Native grasses, like alkali sacaton (Sporobolus airoides), grow deep root structures which hold together fine clay soils. Introduced grasses, like Bermuda grass (Cynodon dactylon), have shallow root systems and are poor substitutes for the native grasses that once proliferated.
With loss of native grasses, so comes the loss of good soil and water from the landscape.
Fortunately, there are solutions.
Wiley is taking a multifold approach to remove the brushy encroachment, stave off the erosive process of soil by erecting brush weirs, windrows and trincheras, and repopulate the landscape with native grasses.
“My main goal with brush treatment is to restore watersheds and native grasslands,” Wiley said.
His program includes mechanical removal of brush by uprooting it, called grubbing, in addition to using herbicide treatments that specifically target and kill creosote and whitebrush.
He strategically piles brush in windrows to help slow down water flow in problematic areas.

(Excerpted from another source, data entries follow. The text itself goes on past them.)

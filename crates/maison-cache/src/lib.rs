//! Persisted key-value storage for Maison shopper state.
//!
//! Cart, wishlist and buy-now snapshots survive reloads by living in a
//! key-value store, namespaced by the shopper's session id. In the
//! browser that is `localStorage`, inside Spin the component's
//! Key-Value Store, and elsewhere an in-memory map.
//!
//! ```rust,ignore
//! use maison_cache::{cache_key, Cache, SessionId};
//!
//! let cache = Cache::open_default()?;
//! let session = SessionId::generate();
//! let key = cache_key!("maison", session, "cart");
//!
//! cache.set(&key, &snapshot)?;
//! let restored: Option<CartSnapshot> = cache.get(&key)?;
//! ```

mod error;
mod kv;
mod session;

pub use error::CacheError;
pub use kv::{Cache, KvBackend, MemoryBackend};
pub use session::{SessionId, SESSION_COOKIE};

#[cfg(all(target_arch = "wasm32", feature = "spin"))]
pub use kv::SpinBackend;

#[cfg(all(target_arch = "wasm32", feature = "browser"))]
pub use kv::BrowserBackend;

/// Prelude for convenient imports.
pub mod prelude {
    pub use crate::{cache_key, Cache, CacheError, SessionId};
}
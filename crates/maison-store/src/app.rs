//! The application-wide store handed to every page.

use crate::auth::AuthState;
use crate::buy_now::BuyNowStore;
use crate::cart::CartStore;
use crate::persist::Slot;
use crate::wishlist::WishlistStore;
use crate::StoreError;
use maison_cache::{Cache, SessionId};
use maison_commerce::user::User;

const CART_SLOT: &str = "cart";
const WISHLIST_SLOT: &str = "wishlist";
const BUY_NOW_SLOT: &str = "buy-now";

/// Where the shopper's session id lives, outside any session namespace.
pub const SESSION_KEY: &str = "maison:session";

/// Auth, cart, wishlist and buy-now state for one shopper session.
///
/// Built once per application instance and provided through context;
/// tests build one over [`Cache::in_memory`].
#[derive(Debug, Clone)]
pub struct AppStore {
    session: SessionId,
    pub auth: AuthState,
    pub cart: CartStore,
    pub wishlist: WishlistStore,
    pub buy_now: BuyNowStore,
}

impl AppStore {
    /// Empty state for `session`, ignoring anything persisted.
    pub fn new(cache: Cache, session: SessionId) -> Self {
        let slot = |name: &str| Slot::new(cache.clone(), &session, name);
        Self {
            auth: AuthState::new(),
            cart: CartStore::new(slot(CART_SLOT)),
            wishlist: WishlistStore::new(slot(WISHLIST_SLOT)),
            buy_now: BuyNowStore::new(slot(BUY_NOW_SLOT)),
            session,
        }
    }

    /// Restore every persisted slot for `session`.
    pub fn hydrate(cache: Cache, session: SessionId) -> Result<Self, StoreError> {
        let slot = |name: &str| Slot::new(cache.clone(), &session, name);
        let store = Self {
            auth: AuthState::new(),
            cart: CartStore::hydrate(slot(CART_SLOT))?,
            wishlist: WishlistStore::hydrate(slot(WISHLIST_SLOT))?,
            buy_now: BuyNowStore::hydrate(slot(BUY_NOW_SLOT))?,
            session,
        };
        tracing::info!(session = %store.session, items = store.cart.item_count(), "store hydrated");
        Ok(store)
    }

    /// Pick up where the shopper left off: reuse the session id stored in
    /// `cache`, or start and store a new one, then hydrate it.
    pub fn resume(cache: Cache) -> Result<Self, StoreError> {
        let session = match cache.get::<SessionId>(SESSION_KEY) {
            Ok(Some(session)) => session,
            Ok(None) => Self::start_session(&cache)?,
            Err(e) => {
                tracing::warn!(error = %e, "unreadable session id, starting a new session");
                Self::start_session(&cache)?
            }
        };
        Self::hydrate(cache, session)
    }

    fn start_session(cache: &Cache) -> Result<SessionId, StoreError> {
        let session = SessionId::generate();
        cache.set(SESSION_KEY, &session)?;
        tracing::debug!(%session, "new shopper session");
        Ok(session)
    }

    pub fn session(&self) -> &SessionId {
        &self.session
    }

    pub fn login(&mut self, user: User) {
        tracing::info!(user_id = %user.id, "signed in");
        self.auth.set_user(Some(user));
    }

    /// Sign out and forget everything tied to the shopper.
    pub fn logout(&mut self) -> Result<(), StoreError> {
        self.auth.clear();
        self.cart.reset()?;
        self.wishlist.reset()?;
        self.buy_now.clear()?;
        tracing::info!(session = %self.session, "signed out, shopper state cleared");
        Ok(())
    }
}

#[cfg(test)]
mod tests {
    use super::*;
    use maison_commerce::cart::CartLine;
    use maison_commerce::ids::{LineItemId, ProductId, UserId};
    use maison_commerce::user::Role;
    use maison_commerce::{Currency, Money};

    fn line() -> CartLine {
        CartLine {
            id: LineItemId::new("l1"),
            product_id: ProductId::new("p1"),
            handle: "p1".to_string(),
            title: "Saree".to_string(),
            image: None,
            size: None,
            color: Some("Red".to_string()),
            quantity: 1,
            unit_price: Money::new(9_900, Currency::INR),
        }
    }

    fn user() -> User {
        User {
            id: UserId::new("u1"),
            email: "asha@maison.in".to_string(),
            name: "Asha".to_string(),
            phone: None,
            role: Role::Customer,
            created_at: None,
        }
    }

    #[test]
    fn test_hydrate_restores_session_state() {
        let cache = Cache::in_memory();
        let session = SessionId::new("sess_app");
        let mut store = AppStore::hydrate(cache.clone(), session.clone()).unwrap();
        store.cart.add(line()).unwrap();
        store.buy_now.set(line()).unwrap();

        let again = AppStore::hydrate(cache.clone(), session).unwrap();
        assert_eq!(again.cart.item_count(), 1);
        assert!(again.buy_now.get().is_some());

        let other = AppStore::hydrate(cache, SessionId::new("sess_other")).unwrap();
        assert_eq!(other.cart.item_count(), 0);
    }

    #[test]
    fn test_resume_reuses_stored_session() {
        let cache = Cache::in_memory();
        let mut first = AppStore::resume(cache.clone()).unwrap();
        first.cart.add(line()).unwrap();

        // A reload builds a fresh store over the same storage.
        let second = AppStore::resume(cache.clone()).unwrap();
        assert_eq!(second.session(), first.session());
        assert_eq!(second.cart.item_count(), 1);
        assert_eq!(cache.get::<SessionId>(SESSION_KEY).unwrap().as_ref(), Some(first.session()));

        let elsewhere = AppStore::resume(Cache::in_memory()).unwrap();
        assert_ne!(elsewhere.session(), first.session());
        assert_eq!(elsewhere.cart.item_count(), 0);
    }

    #[test]
    fn test_resume_replaces_unreadable_session() {
        let cache = Cache::in_memory();
        cache.set(SESSION_KEY, &42).unwrap();
        let store = AppStore::resume(cache.clone()).unwrap();
        assert_eq!(cache.get::<SessionId>(SESSION_KEY).unwrap().as_ref(), Some(store.session()));
    }

    #[test]
    fn test_logout_clears_state_and_storage() {
        let cache = Cache::in_memory();
        let session = SessionId::new("sess_app");
        let mut store = AppStore::hydrate(cache.clone(), session.clone()).unwrap();
        store.login(user());
        store.cart.add(line()).unwrap();
        store.buy_now.set(line()).unwrap();
        assert!(store.auth.is_authenticated());

        store.logout().unwrap();
        assert!(!store.auth.is_authenticated());
        assert!(store.cart.cart().is_empty());
        assert!(store.wishlist.is_empty());
        assert!(store.buy_now.get().is_none());
        assert!(cache.keys().unwrap().is_empty());
    }
}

He revamped the water system, installing seven miles of new water line, new troughs and solar pumps.
The ranch installed 12 miles of pronghorn-friendly fence—that’s fence which has the bottom wire set at least 18 inches off the ground, to allow pronghorn easy passage on their frequent movements.
He targeted a 1,500-acre treatment area for brush removal, and has grubbed juniper out of 300 acres.
Chemical treatment of brush, using herbicides like Spike, can take a few years to show results, but in the long run, the creosote and whitebrush should not come back with the same veracity.
The result of all of these management tactics offer improved habitat for wildlife. Native wildlife like pronghorn prefer open spaces and thrive on native grass and forb communities. These same management practices increase the quality of habitat for livestock. All of this leads to improved quality of life for the people who enjoy the benefits of healthy wildlife and livestock alike.
When grubbing, Wiley is careful to leave “good” browse plants like sumac (Rhus virens) and agarita (Mahonia trifoliolata), while removing the more invasive brush.
He is careful to leave larger juniper trees that provide shade for wildlife and act as nurseries for beneficial browse plants.
Although not an exact science, habitat specialists and land managers know these techniques work, because there’s a precedence of research for them on western lands. Additionally, organizations like Borderlands Research Institute practice ongoing habitat research in order to better inform these practices and to produce the best outcomes for the region.
Habitat specialists can be a valuable source of information in interpreting rangeland health, identifying plants and discussing funding solutions that might interest the landowner.
The Borderlands Research Institute recently implemented a land stewardship component into its services. The wildlife conservation organization got its start at Sul Ross State University in 2007 researching the holistic ecology of wildlife in the region. Research, education, and outreach are integral to the Institute’s mission to help conserve the fragile resources of the Chihuahuan Desert. Since wildlife conservation depends on holistic land management, Borderlands Research Institute is able to work with traditional land managers on their shared goals of habitat enhancement.
“Scientists, alongside land managers like Wiley, refine habitat enhancement techniques together. We experience the best outcomes with teamwork, and the Borderlands Research Institute is available as a support tool to serve landowners of the Trans-Pecos,” said BRI Associate Director of Stewardship Services Billy Tarrant.
The land stewardship center at Borderlands Research Institute offers a variety of programs to help carry the financial burden of implementing new land management techniques that aid in natural resource conservation.